Ortadoğu’nun o devirde yaygın dili olan Aramicede – yani klasik Süryanicede – sözcük ewangêliyûn şeklinde geçiyor. Hz. Muhammed zamanında Arabistan’daki Hıristiyanların bu adı kullandığını varsayabiliriz.

Arapçada /g/ sesinin /c/ye dönüştüğüne daha önce değinmiştim. Uzun ê sesi de Arapçada î olur. Dolayısıyla Arapça biçimin *ewancîl olması lazım. Baştaki ses grubunun i-’ye dönmesinin de mutlaka bir nedeni vardır ama uzatmayalım. Kuran’da Hıristiyanların kutsal kitabı incîl diye geçiyor. Hatta bu adda bir kitabın Allah tarafından İsa’ya “indirildiği” de belirtiliyor, belki bilemediğim ya da anlamadığım bir nedenle.

Bir konu daha var aklıma takılan. Hz. Muhammed’in gençliğinde ticaret amacıyla Suriye’ye gidip geldiği rivayet ediliyor. Peki Suriye’deyken hangi dili konuşurdu? Aramice biliyor muydu, yoksa tercüman mı kullanıyordu?[1]


[1]Hz. Muhammed Aramice biliyor muydu sorusunu saçma bulan ve Kuran’ın İncil’e dair sözlerine kuşkuyla yaklaşmama duygusal tepki gösteren bir okuruma şöyle yazdım:

1) Suriye’nin dili MÖ 2000’lerden İslam fethine kadar olan dönemde Aramice olmuştur. Aram zaten bugünkü Suriye’nin güneyine (Şam vilayetine) verilen addır.

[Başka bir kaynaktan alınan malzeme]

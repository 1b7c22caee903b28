use serde::Serialize;
use tracing::{debug, info};

use crate::board::commit::CommitRequest;
use crate::board::registry::Status;
use crate::board::resolver::{resolve_drop, DropResolution};
use crate::board::store::{BoardError, BoardStore, ItemId};
use crate::board::MutationTrigger;

/// Gesture phase of the board.
#[derive(Debug, Clone, Copy, PartialEq, Eq, Serialize)]
pub enum DragPhase {
    Idle,
    Dragging,
    /// The last gesture's commit is still awaiting its result. A new drag
    /// on another item may start from this phase.
    Committing,
}

/// One live drag gesture. At most one exists at a time.
#[derive(Debug, Clone, PartialEq, Eq, Serialize)]
pub struct DragSession {
    pub item_id: ItemId,
    /// Captured at drag start; the revert target for cancelled gestures.
    pub original_status: Status,
    /// Follows the pointer as it hovers columns and cards.
    pub preview_status: Status,
}

/// How a drop concluded.
#[derive(Debug, Clone, PartialEq)]
pub enum DropDisposition {
    /// The transition needs persisting; the caller drives the commit.
    Commit(CommitRequest),
    /// Net no-op: the item landed back on its original status. No commit
    /// call is issued and, absent hover previews, the version is untouched.
    Settled,
    /// Released on an unrecognized target; reverted to the original status.
    Cancelled,
}

/// Finite-state controller for one drag gesture: `Idle → Dragging` on
/// pick-up, live optimistic previews while hovering, and either a commit
/// hand-off, a silent settle, or a revert on release.
#[derive(Debug, Default)]
pub struct DragController {
    session: Option<DragSession>,
    in_flight: Option<(ItemId, u64)>,
}

impl DragController {
    pub fn new() -> Self {
        Self::default()
    }

    pub fn phase(&self) -> DragPhase {
        if self.session.is_some() {
            DragPhase::Dragging
        } else if self.in_flight.is_some() {
            DragPhase::Committing
        } else {
            DragPhase::Idle
        }
    }

    /// The active session, for drag-overlay rendering.
    pub fn current_preview(&self) -> Option<&DragSession> {
        self.session.as_ref()
    }

    /// Picks up an item. Rejected while another gesture is live; a pending
    /// commit on a previous item does not block a new drag.
    pub fn drag_start(&mut self, store: &BoardStore, item_id: ItemId) -> Result<(), BoardError> {
        if let Some(session) = &self.session {
            return Err(BoardError::DragAlreadyActive(session.item_id.clone()));
        }
        let original_status = store
            .status_of(&item_id)
            .ok_or_else(|| BoardError::UnknownItem(item_id.clone()))?;

        debug!(item_id = %item_id, status = %original_status, "Drag started");
        self.session = Some(DragSession {
            item_id,
            original_status,
            preview_status: original_status,
        });
        Ok(())
    }

    /// Pointer moved over a potential target. A recognized target updates
    /// the preview and applies it optimistically right away; the board
    /// follows the pointer, not just the final drop. Hovering something
    /// unrecognized leaves the board untouched.
    pub fn drag_over(
        &mut self,
        store: &mut BoardStore,
        target_id: &str,
    ) -> Result<Option<Status>, BoardError> {
        let session = self.session.as_mut().ok_or(BoardError::NoActiveDrag)?;

        let DropResolution::Status(status) = resolve_drop(store, target_id) else {
            return Ok(None);
        };
        session.preview_status = status;
        if store.status_of(&session.item_id) != Some(status) {
            let item_id = session.item_id.clone();
            store.apply_optimistic(&item_id, status, MutationTrigger::Preview)?;
        }
        Ok(Some(status))
    }

    /// Releases the item on a target. A resolved status different from the
    /// original yields a commit request; landing back home settles without
    /// any persistence call; an unrecognized target cancels the gesture.
    pub fn drop_on(
        &mut self,
        store: &mut BoardStore,
        target_id: &str,
    ) -> Result<DropDisposition, BoardError> {
        let session = self.session.take().ok_or(BoardError::NoActiveDrag)?;

        let resolved = match resolve_drop(store, target_id) {
            DropResolution::Status(status) => status,
            DropResolution::NoTransition => {
                self.revert(store, &session)?;
                debug!(item_id = %session.item_id, "Drop on unrecognized target, gesture cancelled");
                return Ok(DropDisposition::Cancelled);
            }
        };

        if resolved == session.original_status {
            // Undo any hover previews, then settle with zero commit calls.
            if store.status_of(&session.item_id) != Some(resolved) {
                store.apply_optimistic(&session.item_id, resolved, MutationTrigger::Revert)?;
            }
            store.discard_pending(&session.item_id);
            debug!(item_id = %session.item_id, status = %resolved, "No-op drop settled");
            return Ok(DropDisposition::Settled);
        }

        let version = if store.status_of(&session.item_id) == Some(resolved) {
            store
                .version_of(&session.item_id)
                .ok_or_else(|| BoardError::UnknownItem(session.item_id.clone()))?
        } else {
            store.apply_optimistic(&session.item_id, resolved, MutationTrigger::Drop)?
        };
        store.stage_commit(&session.item_id, version, session.original_status);
        self.in_flight = Some((session.item_id.clone(), version));

        info!(
            item_id = %session.item_id,
            from = %session.original_status,
            to = %resolved,
            version,
            "Drop resolved, committing transition"
        );
        Ok(DropDisposition::Commit(CommitRequest {
            item_id: session.item_id,
            content_type: store.workflow().content_type,
            new_status: resolved,
            version,
        }))
    }

    /// Aborts the gesture (released outside any droppable surface, or
    /// interrupted before the drop fired). Reverts synchronously; no commit
    /// was ever issued for preview-only updates.
    pub fn cancel(&mut self, store: &mut BoardStore) -> Result<(), BoardError> {
        let session = self.session.take().ok_or(BoardError::NoActiveDrag)?;
        self.revert(store, &session)?;
        debug!(item_id = %session.item_id, "Drag cancelled");
        Ok(())
    }

    /// Informs the controller that a commit result arrived, closing the
    /// `Committing` phase if it belongs to the last issued gesture.
    pub fn commit_resolved(&mut self, item_id: &ItemId, version: u64) {
        if let Some((pending_id, pending_version)) = &self.in_flight {
            if pending_id == item_id && *pending_version == version {
                self.in_flight = None;
            }
        }
    }

    fn revert(&self, store: &mut BoardStore, session: &DragSession) -> Result<(), BoardError> {
        if store.status_of(&session.item_id) != Some(session.original_status) {
            store.apply_optimistic(
                &session.item_id,
                session.original_status,
                MutationTrigger::Revert,
            )?;
        }
        store.discard_pending(&session.item_id);
        Ok(())
    }
}
//! Platform/driver revenue split, VAT extraction, and deposit derivation.
//!
//! The VAT amount here is a reported decomposition of an already-final,
//! VAT-inclusive price: the total equals the rounded subtotal and the VAT
//! line is extracted from it, never added on top.

use rust_decimal::{Decimal, RoundingStrategy};

use crate::config::RateTable;

use super::rounding::round_up_to_penny;

/// The result of splitting a total between the platform and the driver.
#[derive(Debug, Clone, Copy, PartialEq, Eq)]
pub struct RevenueSplit {
    /// The platform's cut, rounded to whole pounds.
    pub platform_fee: Decimal,
    /// The driver's share: total minus platform fee.
    pub driver_share: Decimal,
}

/// Splits a rounded whole-pound total between the platform and the driver.
///
/// Platform fee = round(total × platform fee percentage), half away from
/// zero, so £8.50 rounds to £9. The driver share is derived by subtraction
/// rather than computed independently, which guarantees
/// `platform_fee + driver_share == total` with no rounding drift.
///
/// # Example
///
/// ```
/// use quote_engine::calculation::split_revenue;
/// use quote_engine::config::RateTable;
/// use rust_decimal::Decimal;
///
/// let split = split_revenue(Decimal::from(34), &RateTable::default());
/// assert_eq!(split.platform_fee, Decimal::from(9));
/// assert_eq!(split.driver_share, Decimal::from(25));
/// ```
pub fn split_revenue(total: Decimal, rates: &RateTable) -> RevenueSplit {
    let platform_fee = (total * rates.platform_fee_percentage)
        .round_dp_with_strategy(0, RoundingStrategy::MidpointAwayFromZero);
    RevenueSplit {
        platform_fee,
        driver_share: total - platform_fee,
    }
}

/// Extracts the VAT amount from a VAT-inclusive total.
///
/// Uses the inclusive-extraction formula `total × rate / (1 + rate)`, rounded
/// up to penny precision.
pub fn extract_vat(total: Decimal, rates: &RateTable) -> Decimal {
    round_up_to_penny(total * rates.vat_rate / (Decimal::ONE + rates.vat_rate))
}

/// Derives the upfront deposit in minor currency units (pence).
///
/// Deposit = ceil(total × deposit percentage), converted to pence. Shares
/// the round-up policy with the quote total so the payment layer can never
/// disagree with the engine about the amount.
pub fn deposit_in_pence(total: Decimal, rates: &RateTable) -> Decimal {
    (total * rates.deposit_percentage).ceil() * Decimal::from(100)
}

Önceleri Suriye’de konuşulan bu dil MÖ 1000 dolayında Mezopotamya’da (Irak), bir müddet sonra da Filistin’de egemen olmuş ve bin küsur yıl Ortadoğu’nun hakim ticaret ve kültür dili olarak kullanılmıştır. Arapçaya akraba bir dildir. Hz. Muhammed döneminde tüm Ortadoğu’nun standart ticaret ve kültür dili idi. Arabistan’da a) Hıristiyan ve Yahudilerin dini metin ve ayin dili, b) muhtemelen tüccar kesimin uluslararası anlaşma dili Aramice idi. Arap dilinde İslam öncesi devirden beri okumayazmaya, hukuka ve ticarete ilişkin sözcüklerin büyük çoğunluğu Aramiceden alıntıdır. Kendi ve eşi uluslararası ticaretle uğraşan bir kimsenin –en azından “excuse me” ve “one minute” diyecek kadar– Aramice bilmesi bana doğal görünüyor.
2) “İncil” sözcüğünün “iyi haber” anlamına geldiği muhakkaktır. Ayrıca aslı Aramice değil Yunancadır, yani işin tabiatı gereği Hıristiyanlığın en azından 20-30’uncu yılında ortaya çıkmış bir kelime olması gerekir. Bu durumda, Hz. İsa’nın “incil” adında bir kitap yazmış, okumuş, vahiy olarak almış ya da böyle bir kitaptan haberdar olmuş olması beklenemez. Zaten İncil metninde de böyle bir iddianın izine rastlanmaz. İncil, İsa’ya DAİR müritlerinin yazdığı bir dizi anlatımın adıdır. Bu anlatımlarda bize tanıtılan İsa, kitap yazmakla hiçbir alakası olmayan, aksine “kitabî” dinlere karşı çıkıp bambaşka bir çeşit “tasavvufi” (tırnak içinde yazdım) sevgi ahlakı vaazeden bir kişidir. Eğer aksine bir iddia varsa, bunun inandırıcı bir delili olması gerekir. Kusura bakmayın, Kuran’da başka türlü yazması bana yeterli kanıt gelmiyor.

Comments

No comments found for this post.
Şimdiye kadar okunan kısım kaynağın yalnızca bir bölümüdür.